Digo a você: nem o amor espiritual se rende à abstração total. Forjamos uma materialidade às entidades: absorvemos o corpo na hóstia, entregamos oferendas. Impomos as mãos para uma energia divina tocar o corpo do outro.

Para mim, querer você é natural se, quando conversamos, meus pensamentos se tornam menos solitários; se tenho vontade de nos aproximarmos. A seu lado, abrandam-se minhas angústias. Seu olhar me adorna; o meu o reconhece.  Sinto ternura e desejo; conforto e lascívia.

Podemos, até, deixar de lado sentimentos mais profundos, nos divertindo apenas com nossas pulsões. Mas o contrário não existe: o amor não abandona o desejo.  Ele precisa do contato físico.

Já não me serve, apenas, a subjetividade que nos aproximou sem a sua presença real. Sua voz esperada ao pé do meu ouvido. Os afagos, antes ao pensamento, materializados em meu corpo. Sua língua silenciada por roçar a minha.

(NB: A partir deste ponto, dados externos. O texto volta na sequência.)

//! The [`TimeTree`] arena.

use crate::error::TreeError;
use crate::node::{NodeIndex, TimeTreeNode};

/// A binary tree annotated with per-node ages (time before present).
///
/// Nodes are stored in an arena and addressed by [`NodeIndex`]. Leaves
/// occupy `0..n_taxa`; internal nodes follow in creation order. The tree
/// exclusively owns its nodes: a published tree is only ever read.
#[derive(Clone, Debug, Default, PartialEq)]
pub struct TimeTree {
    nodes: Vec<TimeTreeNode>,
    root: Option<NodeIndex>,
    n_taxa: usize,
}

impl TimeTree {
    /// Create an empty tree.
    pub fn new() -> Self {
        Self::default()
    }

    /// Create a rootless tree holding only the given leaves.
    ///
    /// # Errors
    ///
    /// Returns [`TreeError::InvalidLeafAge`] for a negative or non-finite age.
    pub fn from_leaves<I, S>(leaves: I) -> Result<Self, TreeError>
    where
        I: IntoIterator<Item = (S, f64)>,
        S: Into<String>,
    {
        let mut tree = Self::new();
        for (taxon, age) in leaves {
            tree.add_leaf(taxon, age)?;
        }
        Ok(tree)
    }

    /// Append a leaf with a taxon label.
    ///
    /// # Errors
    ///
    /// Leaves must be added before any internal node
    /// ([`TreeError::LeafAfterInternal`]) and must have a finite,
    /// non-negative age ([`TreeError::InvalidLeafAge`]).
    pub fn add_leaf(&mut self, taxon: impl Into<String>, age: f64) -> Result<NodeIndex, TreeError> {
        if self.nodes.len() != self.n_taxa {
            return Err(TreeError::LeafAfterInternal {
                node_count: self.nodes.len(),
            });
        }
        let index = NodeIndex(self.nodes.len() as u32);
        if !age.is_finite() || age < 0.0 {
            return Err(TreeError::InvalidLeafAge { index, age });
        }
        self.nodes
            .push(TimeTreeNode::new(index, age, Some(taxon.into())));
        self.n_taxa += 1;
        Ok(index)
    }

    /// Append an internal node joining two parentless nodes.
    ///
    /// The age is stored as given; it is not checked against the children
    /// here because generators may assign ages before the final topology
    /// is known. [`validate`](Self::validate) enforces monotonicity.
    pub fn add_internal(
        &mut self,
        age: f64,
        left: NodeIndex,
        right: NodeIndex,
    ) -> Result<NodeIndex, TreeError> {
        if left == right {
            return Err(TreeError::SelfPairing { index: left });
        }
        for child in [left, right] {
            if self.node_ref(child)?.parent.is_some() {
                return Err(TreeError::AlreadyAttached { index: child });
            }
        }
        let index = NodeIndex(self.nodes.len() as u32);
        self.nodes.push(TimeTreeNode::new(index, age, None));
        self.attach(index, left, right);
        Ok(index)
    }

    /// Designate the root.
    ///
    /// # Errors
    ///
    /// The node must exist and must not have a parent.
    pub fn set_root(&mut self, root: NodeIndex) -> Result<(), TreeError> {
        if self.node_ref(root)?.parent.is_some() {
            return Err(TreeError::AlreadyAttached { index: root });
        }
        self.root = Some(root);
        Ok(())
    }

    /// The designated root, if set.
    pub fn root(&self) -> Option<NodeIndex> {
        self.root
    }

    /// Age of the root, if a root is set.
    pub fn root_age(&self) -> Option<f64> {
        self.root.map(|r| self.nodes[r.get()].age)
    }

    /// Look up a node.
    pub fn node(&self, index: NodeIndex) -> Option<&TimeTreeNode> {
        self.nodes.get(index.get())
    }

    fn node_ref(&self, index: NodeIndex) -> Result<&TimeTreeNode, TreeError> {
        self.nodes
            .get(index.get())
            .ok_or(TreeError::UnknownNode { index })
    }

    /// Age of a node.
    pub fn age(&self, index: NodeIndex) -> Result<f64, TreeError> {
        Ok(self.node_ref(index)?.age)
    }

    /// Overwrite the age of a node.
    pub fn set_age(&mut self, index: NodeIndex, age: f64) -> Result<(), TreeError> {
        let node = self
            .nodes
            .get_mut(index.get())
            .ok_or(TreeError::UnknownNode { index })?;
        node.age = age;
        Ok(())
    }

    /// All nodes in index order.
    pub fn nodes(&self) -> &[TimeTreeNode] {
        &self.nodes
    }

    /// Number of leaves.
    pub fn n_taxa(&self) -> usize {
        self.n_taxa
    }

    /// Total number of nodes.
    pub fn node_count(&self) -> usize {
        self.nodes.len()
    }

    /// Number of internal nodes.
    pub fn internal_count(&self) -> usize {
        self.nodes.len() - self.n_taxa
    }

    /// Whether `index` falls in the leaf range `0..n_taxa`.
    pub fn is_tip_index(&self, index: NodeIndex) -> bool {
        index.get() < self.n_taxa
    }

    /// Leaves in index order.
    pub fn leaves(&self) -> impl Iterator<Item = &TimeTreeNode> {
        self.nodes[..self.n_taxa].iter()
    }

    /// Internal nodes in index order.
    pub fn internal_nodes(&self) -> impl Iterator<Item = &TimeTreeNode> {
        self.nodes[self.n_taxa..].iter()
    }

    /// Taxon labels of the leaves, in index order.
    pub fn taxa(&self) -> Vec<&str> {
        self.leaves().filter_map(|n| n.taxon()).collect()
    }

    /// In-order (left, node, right) sequence of the nodes reachable from the root.
    ///
    /// For a full binary tree the result alternates leaf, internal, leaf.
    pub fn in_order(&self) -> Result<Vec<NodeIndex>, TreeError> {
        let root = self.root.ok_or(TreeError::MissingRoot)?;
        let mut out = Vec::with_capacity(self.nodes.len());
        let mut stack = Vec::new();
        let mut current = Some(root);
        loop {
            while let Some(index) = current {
                stack.push(index);
                current = self.node_ref(index)?.left();
            }
            let Some(index) = stack.pop() else {
                break;
            };
            out.push(index);
            current = self.nodes[index.get()].right();
        }
        Ok(out)
    }

    /// Sum of all branch lengths.
    pub fn tree_length(&self) -> f64 {
        self.nodes
            .iter()
            .filter_map(|n| n.parent.map(|p| self.nodes[p.get()].age - n.age))
            .sum()
    }

    /// Copy the internal node ages, in index order, into `ages`.
    ///
    /// # Errors
    ///
    /// [`TreeError::AgesLengthMismatch`] if `ages.len()` differs from the
    /// internal node count.
    pub fn internal_node_ages(&self, ages: &mut [f64]) -> Result<(), TreeError> {
        if ages.len() != self.internal_count() {
            return Err(TreeError::AgesLengthMismatch {
                expected: self.internal_count(),
                actual: ages.len(),
            });
        }
        for (slot, node) in ages.iter_mut().zip(self.internal_nodes()) {
            *slot = node.age;
        }
        Ok(())
    }

    /// Check every structural and age invariant of a published tree.
    pub fn validate(&self) -> Result<(), TreeError> {
        let root = self.root.ok_or(TreeError::MissingRoot)?;
        let parentless = self.nodes.iter().filter(|n| n.parent.is_none()).count();
        if parentless != 1 {
            return Err(TreeError::MultipleRoots { count: parentless });
        }
        if self.node_ref(root)?.parent.is_some() {
            return Err(TreeError::MissingRoot);
        }

        for node in &self.nodes {
            let expected = if self.is_tip_index(node.index) { 0 } else { 2 };
            if node.children.len() != expected {
                return Err(TreeError::NotBinary {
                    index: node.index,
                    children: node.children.len(),
                });
            }
            if expected == 0 && (!node.age.is_finite() || node.age < 0.0) {
                return Err(TreeError::InvalidLeafAge {
                    index: node.index,
                    age: node.age,
                });
            }
            if let Some(parent) = node.parent {
                if node.age > self.nodes[parent.get()].age {
                    return Err(TreeError::AgeInversion {
                        child: node.index,
                        parent,
                    });
                }
            }
        }

        let reachable = self.in_order()?.len();
        if reachable != self.nodes.len() {
            return Err(TreeError::Disconnected {
                reachable,
                total: self.nodes.len(),
            });
        }
        Ok(())
    }

    /// Drop every parent/child link and the root designation.
    pub(crate) fn detach_all(&mut self) {
        for node in &mut self.nodes {
            node.parent = None;
            node.children.clear();
        }
        self.root = None;
    }

    pub(crate) fn attach(&mut self, parent: NodeIndex, left: NodeIndex, right: NodeIndex) {
        let node = &mut self.nodes[parent.get()];
        node.children.clear();
        node.children.push(left);
        node.children.push(right);
        self.nodes[left.get()].parent = Some(parent);
        self.nodes[right.get()].parent = Some(parent);
    }
}

#[cfg(test)]
mod tests {
    use super::*;

    /// ((A:1,B:1):2,C:3) with ages A=0, B=0, C=0, (AB)=1, root=3.
    fn three_taxon() -> TimeTree {
        let mut tree = TimeTree::from_leaves([("A", 0.0), ("B", 0.0), ("C", 0.0)]).unwrap();
        let ab = tree.add_internal(1.0, NodeIndex(0), NodeIndex(1)).unwrap();
        let root = tree.add_internal(3.0, ab, NodeIndex(2)).unwrap();
        tree.set_root(root).unwrap();
        tree
    }

    #[test]
    fn counts_and_layout() {
        let tree = three_taxon();
        assert_eq!(tree.n_taxa(), 3);
        assert_eq!(tree.node_count(), 5);
        assert_eq!(tree.internal_count(), 2);
        assert!(tree.is_tip_index(NodeIndex(2)));
        assert!(!tree.is_tip_index(NodeIndex(3)));
        assert_eq!(tree.root(), Some(NodeIndex(4)));
        assert_eq!(tree.root_age(), Some(3.0));
        assert_eq!(tree.taxa(), vec!["A", "B", "C"]);
    }

    #[test]
    fn valid_tree_passes_validation() {
        three_taxon().validate().unwrap();
    }

    #[test]
    fn in_order_alternates_leaves_and_internals() {
        let order = three_taxon().in_order().unwrap();
        let raw: Vec<u32> = order.iter().map(|i| i.0).collect();
        assert_eq!(raw, vec![0, 3, 1, 4, 2]);
    }

    #[test]
    fn tree_length_sums_branches() {
        // A:1 + B:1 + AB:2 + C:3
        assert!((three_taxon().tree_length() - 7.0).abs() < 1e-12);
    }

    #[test]
    fn internal_ages_buffer_checked() {
        let tree = three_taxon();
        let mut ages = [0.0; 2];
        tree.internal_node_ages(&mut ages).unwrap();
        assert_eq!(ages, [1.0, 3.0]);

        let mut short = [0.0; 1];
        assert_eq!(
            tree.internal_node_ages(&mut short),
            Err(TreeError::AgesLengthMismatch {
                expected: 2,
                actual: 1
            })
        );
    }

    #[test]
    fn leaf_after_internal_rejected() {
        let mut tree = three_taxon();
        assert!(matches!(
            tree.add_leaf("D", 0.0),
            Err(TreeError::LeafAfterInternal { .. })
        ));
    }

    #[test]
    fn negative_leaf_age_rejected() {
        let mut tree = TimeTree::new();
        assert!(matches!(
            tree.add_leaf("A", -1.0),
            Err(TreeError::InvalidLeafAge { .. })
        ));
    }

    #[test]
    fn double_attach_rejected() {
        let mut tree = TimeTree::from_leaves([("A", 0.0), ("B", 0.0), ("C", 0.0)]).unwrap();
        tree.add_internal(1.0, NodeIndex(0), NodeIndex(1)).unwrap();
        assert_eq!(
            tree.add_internal(2.0, NodeIndex(1), NodeIndex(2)),
            Err(TreeError::AlreadyAttached {
                index: NodeIndex(1)
            })
        );
        assert_eq!(
            tree.add_internal(2.0, NodeIndex(2), NodeIndex(2)),
            Err(TreeError::SelfPairing {
                index: NodeIndex(2)
            })
        );
    }

    #[test]
    fn age_inversion_detected() {
        let mut tree = three_taxon();
        tree.set_age(NodeIndex(3), 5.0).unwrap();
        assert_eq!(
            tree.validate(),
            Err(TreeError::AgeInversion {
                child: NodeIndex(3),
                parent: NodeIndex(4)
            })
        );
    }

    #[test]
    fn missing_root_detected() {
        let tree = TimeTree::from_leaves([("A", 0.0)]).unwrap();
        assert_eq!(tree.validate(), Err(TreeError::MissingRoot));
    }

    #[test]
    fn dangling_subtree_detected() {
        let mut tree = TimeTree::from_leaves([("A", 0.0), ("B", 0.0), ("C", 0.0)]).unwrap();
        let ab = tree.add_internal(1.0, NodeIndex(0), NodeIndex(1)).unwrap();
        tree.set_root(ab).unwrap();
        assert_eq!(tree.validate(), Err(TreeError::MultipleRoots { count: 2 }));
    }

    #[test]
    fn single_leaf_tree_is_valid() {
        let mut tree = TimeTree::from_leaves([("A", 0.5)]).unwrap();
        tree.set_root(NodeIndex(0)).unwrap();
        tree.validate().unwrap();
        assert_eq!(tree.tree_length(), 0.0);
    }
}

Não nos misturaremos: serei quem sou e você, quem é. Mas nos ajustaremos, naturalmente, como numa dança. Nesse encaixe, dividiremos muitas coisas. Seus dedos atravessarão meus cabelos. Minha mão tocará o seu sexo. Seus lábios me sugarão pelos seios. E eu desejarei ir mas ficarei presa ao corpo, limitante, nessa entrega. De olhos fechados, pensarei imergir em você e, em ondas, você desaguará em mim. Esse querer e não poder fundir-se nos fará continuar tentando, mesmo inócuo o esforço, até o cansaço chegar.

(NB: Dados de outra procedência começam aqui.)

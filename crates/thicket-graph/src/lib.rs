//! The Thicket model engine.
//!
//! A [`Model`] is a directed acyclic graph of values and the generators
//! that produce them. Generators are either deterministic functions or
//! random distributions; both implement the stateless [`Generator`] trait
//! and describe themselves with a static
//! [`GeneratorInfo`](thicket_core::GeneratorInfo).
//!
//! Sampling is lazy: asking for a value forces the generators upstream of
//! it in post-order, each exactly once, and memoizes the results until the
//! model is [`reset`](Model::reset). Randomness comes from a single
//! [`ModelRng`] passed down by the caller, so a seed fixes the draw.
//!
//! Generators are looked up by name through a [`Registry`] assembled from
//! [`Extension`]s. A [`Sampler`] draws a model repeatedly from a validated
//! [`SamplerConfig`].

#![deny(missing_docs)]
#![deny(rustdoc::broken_intra_doc_links)]
#![forbid(unsafe_code)]

pub mod codegen;
pub mod config;
pub mod generator;
pub mod listener;
pub mod model;
pub mod registry;
pub mod sampler;
pub mod traverse;

pub use config::{ConfigError, SamplerConfig};
pub use generator::{Args, Generator, ModelRng};
pub use listener::ValueListener;
pub use model::{LoggableValue, Model, RandomVariable};
pub use registry::{Extension, GeneratorEntry, Registry, RegistryError};
pub use sampler::Sampler;
pub use traverse::{walk, Order, Visitor};
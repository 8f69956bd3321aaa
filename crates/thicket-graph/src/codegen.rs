//! Model source text.
//!
//! Statements take one of three forms:
//!
//! ```text
//! theta = 20.0;                          // named constant
//! L = treeLength(tree=tree);             // function
//! tree ~ Coalescent(theta=theta, n=5);   // distribution
//! ```
//!
//! Arguments are `name=arg` in declaration order; unbound optional
//! parameters are left out. A named value appears by name, an anonymous
//! one inline as a literal or nested call.

use thicket_core::{GeneratorId, ModelError, ValueId};

use crate::model::Model;
use crate::traverse::{walk, Order, Visitor};

impl Model {
    /// Source text for a value.
    ///
    /// A named value yields its defining statement; an anonymous one
    /// yields the inline expression that would stand in for it.
    pub fn code_string(&self, value: ValueId) -> Result<String, ModelError> {
        let slot = self.value_slot(value)?;
        let Some(name) = slot.name.as_deref() else {
            return self.expression(value);
        };
        match slot.provenance {
            Some(g) => {
                let op = self.info(g)?.kind.code_char();
                Ok(format!("{name} {op} {};", self.generator_code_string(g)?))
            }
            None => Ok(format!("{name} = {};", self.expression(value)?)),
        }
    }

    /// Call expression for a generator, e.g. `Exp(rate=r)`.
    pub fn generator_code_string(&self, generator: GeneratorId) -> Result<String, ModelError> {
        let info = self.info(generator)?;
        let mut args = Vec::new();
        for (name, &value) in self.params(generator)? {
            args.push(format!("{name}={}", self.argument(value)?));
        }
        Ok(format!("{}({})", info.name, args.join(", ")))
    }

    /// Every statement needed to define `root`, dependencies first, one
    /// per line.
    pub fn program(&self, root: ValueId) -> Result<String, ModelError> {
        let mut lines = Statements::default();
        walk(self, root, Order::Post, &mut lines)?;
        Ok(lines.0.join("\n"))
    }

    fn argument(&self, value: ValueId) -> Result<String, ModelError> {
        match self.value_slot(value)?.name.as_deref() {
            Some(name) => Ok(name.to_string()),
            None => self.expression(value),
        }
    }

    fn expression(&self, value: ValueId) -> Result<String, ModelError> {
        let slot = self.value_slot(value)?;
        if let Some(g) = slot.provenance {
            return self.generator_code_string(g);
        }
        let datum = slot
            .datum
            .as_ref()
            .ok_or(ModelError::NotMaterialized { value })?;
        datum.literal().ok_or(ModelError::Unrepresentable {
            value,
            kind: slot.kind,
        })
    }
}

#[derive(Default)]
struct Statements(Vec<String>);

impl Visitor for Statements {
    fn visit_value(&mut self, model: &Model, id: ValueId) -> Result<(), ModelError> {
        if model.name(id)?.is_some() {
            self.0.push(model.code_string(id)?);
        }
        Ok(())
    }
}

#[cfg(test)]
mod tests {
    use crate::generator::{Args, Generator, ModelRng};
    use crate::model::Model;
    use thicket_core::{
        Alignment, Datum, DatumKind, GenerateError, GeneratorInfo, GeneratorKind, ModelError,
        ParamInfo, ParamKind, ReturnKind,
    };

    struct Scale;

    static SCALE: GeneratorInfo = GeneratorInfo {
        name: "Scale",
        kind: GeneratorKind::Distribution,
        description: "test distribution",
        params: &[
            ParamInfo::required("x", ParamKind::Number, "x"),
            ParamInfo::optional("by", ParamKind::Number, "factor"),
            ParamInfo::optional("tag", ParamKind::Is(DatumKind::Text), "label"),
        ],
        returns: ReturnKind::Fixed(DatumKind::Real),
    };

    impl Generator for Scale {
        fn info(&self) -> &'static GeneratorInfo {
            &SCALE
        }

        fn generate(&self, args: &Args<'_>, _rng: &mut ModelRng) -> Result<Datum, GenerateError> {
            Ok(Datum::Real(
                args.real("x")? * args.opt_real("by")?.unwrap_or(1.0),
            ))
        }
    }

    struct Neg;

    static NEG: GeneratorInfo = GeneratorInfo {
        name: "neg",
        kind: GeneratorKind::Function,
        description: "negation",
        params: &[ParamInfo::required("x", ParamKind::Number, "x")],
        returns: ReturnKind::Fixed(DatumKind::Real),
    };

    impl Generator for Neg {
        fn info(&self) -> &'static GeneratorInfo {
            &NEG
        }

        fn generate(&self, args: &Args<'_>, _rng: &mut ModelRng) -> Result<Datum, GenerateError> {
            Ok(Datum::Real(-args.real("x")?))
        }
    }

    #[test]
    fn statements_for_each_form() {
        let mut m = Model::new();
        let theta = m.constant("theta", 20.0);
        let g = m.generator(Scale, &[("x", theta)]).unwrap();
        let y = m.random_variable(g, Some("y")).unwrap();
        let f = m.generator(Neg, &[("x", y.id())]).unwrap();
        let z = m.derive(f, Some("z")).unwrap();

        assert_eq!(m.code_string(theta).unwrap(), "theta = 20.0;");
        assert_eq!(m.code_string(y.id()).unwrap(), "y ~ Scale(x=theta);");
        assert_eq!(m.code_string(z).unwrap(), "z = neg(x=y);");
        assert_eq!(
            m.program(z).unwrap(),
            "theta = 20.0;\ny ~ Scale(x=theta);\nz = neg(x=y);"
        );
    }

    #[test]
    fn anonymous_values_are_inlined_in_declaration_order() {
        let mut m = Model::new();
        let g = m.add_generator(Scale);
        m.set_param(g, "by", 2i64).unwrap();
        let inner = m.add_generator(Neg);
        m.set_param(inner, "x", 1.5).unwrap();
        let nested = m.derive(inner, None).unwrap();
        m.set_input(g, "x", nested).unwrap();
        let y = m.random_variable(g, Some("y")).unwrap();

        assert_eq!(m.code_string(nested).unwrap(), "neg(x=1.5)");
        assert_eq!(m.program(y.id()).unwrap(), "y ~ Scale(x=neg(x=1.5), by=2);");
    }

    #[test]
    fn alignment_has_no_literal() {
        let mut m = Model::new();
        let aln = m.anonymous(Alignment::new(vec!["a".into()], 1, 0));
        assert_eq!(
            m.code_string(aln),
            Err(ModelError::Unrepresentable {
                value: aln,
                kind: DatumKind::Alignment
            })
        );
    }
}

Depois não haverá silêncio. Mesmo que não falemos, ainda que adormeçamos, não haverá silêncio. Tudo o que nos uniu sob esse mesmo teto forrará a nossa cama. Se você se virar de costas, ainda o sentirei colado em mim. Se eu levantar para beber água, saberá que voltarei para me cobrir com seu lençol. Seremos íntimos e, mesmo se terminarmos em casas separadas, permaneceremos ligados, até a rotina esvaziar  a bolha dessas horas.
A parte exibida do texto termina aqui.